Maggie Starbard/NPR
Dan Charles
Maggie Starbard/NPR

Dan Charles

Correspondent, Food and Agriculture

Dan Charles is NPR's food and agriculture correspondent.

Primarily responsible for covering farming and the food industry, Charles focuses on the stories of culture, business, and the science behind what arrives on your dinner plate.

This is his second time working for NPR; from 1993 to 1999, Charles was a technology correspondent at NPR. He returned in 2011.

During his time away from NPR, Charles was an independent writer and radio producer and occasionally filled in at NPR on the Science and National desks, and at Weekend Edition. Over the course of his career Charles has reported on software engineers in India, fertilizer use in China, dengue fever in Peru, alternative medicine in Germany, and efforts to turn around a troubled school in Washington, DC.

In 2009-2010, he taught journalism in Ukraine through the Fulbright program. He has been guest researcher at the Institute for Peace Research and Security Policy at the University of Hamburg, Germany, and a Knight Science Journalism fellow at the Massachusetts Institute of Technology.
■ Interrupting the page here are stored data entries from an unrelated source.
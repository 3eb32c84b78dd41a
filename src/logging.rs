//! Tracing subscriber setup for applications embedding the client

use tracing::Subscriber;
use tracing_subscriber::fmt::MakeWriter;
use tracing_subscriber::EnvFilter;

/// Filter used when `RUST_LOG` is not set
pub const DEFAULT_DIRECTIVE: &str = "telemetry_client=info";

/// Output format of the fmt subscriber
#[derive(Debug, Clone, Copy, PartialEq, Eq)]
pub enum LogFormat {
    /// Human-readable lines
    Text,
    /// One JSON object per event
    Json,
}

impl LogFormat {
    /// `json` (any case) selects JSON; anything else is text
    pub fn from_name(name: &str) -> Self {
        if name.eq_ignore_ascii_case("json") {
            LogFormat::Json
        } else {
            LogFormat::Text
        }
    }

    /// Format selected by `LOG_FORMAT`
    pub fn from_env() -> Self {
        std::env::var("LOG_FORMAT")
            .map(|v| Self::from_name(&v))
            .unwrap_or(LogFormat::Text)
    }
}

/// Build a fmt subscriber writing to `writer`
pub fn build_subscriber<W>(
    filter: EnvFilter,
    format: LogFormat,
    writer: W,
) -> Box<dyn Subscriber + Send + Sync>
where
    W: for<'w> MakeWriter<'w> + Send + Sync + 'static,
{
    match format {
        LogFormat::Json => Box::new(
            tracing_subscriber::fmt()
                .json()
                .with_env_filter(filter)
                .with_writer(writer)
                .finish(),
        ),
        LogFormat::Text => Box::new(
            tracing_subscriber::fmt()
                .with_env_filter(filter)
                .with_writer(writer)
                .finish(),
        ),
    }
}

/// Initialize a tracing subscriber with optional JSON formatting
///
/// `RUST_LOG` overrides `default_directive`; `LOG_FORMAT=json` switches to
/// JSON lines.
///
/// # Returns
/// `true` if this call installed the global subscriber, `false` if one was
/// already set
pub fn init_tracing(default_directive: &str) -> bool {
    let filter =
        EnvFilter::try_from_default_env().unwrap_or_else(|_| EnvFilter::new(default_directive));

    let subscriber = build_subscriber(filter, LogFormat::from_env(), std::io::stdout);
    tracing::subscriber::set_global_default(subscriber).is_ok()
}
From 1990 to 1993, Charles was a U.S. correspondent for New Scientist, a major British science magazine.

The author of two books, Charles wrote Master Mind: The Rise and Fall of Fritz Haber, The Nobel Laureate Who Launched the Age of Chemical Warfare (Ecco, 2005) and Lords of the Harvest: Biotech, Big Money, and the Future of Food (Perseus, 2001) about the making of genetically engineered crops.

Charles graduated magna cum laude from American University with a degree in economics and international affairs. After graduation Charles spent a year studying in Bonn, which was then part of West Germany, through the German Academic Exchange Service.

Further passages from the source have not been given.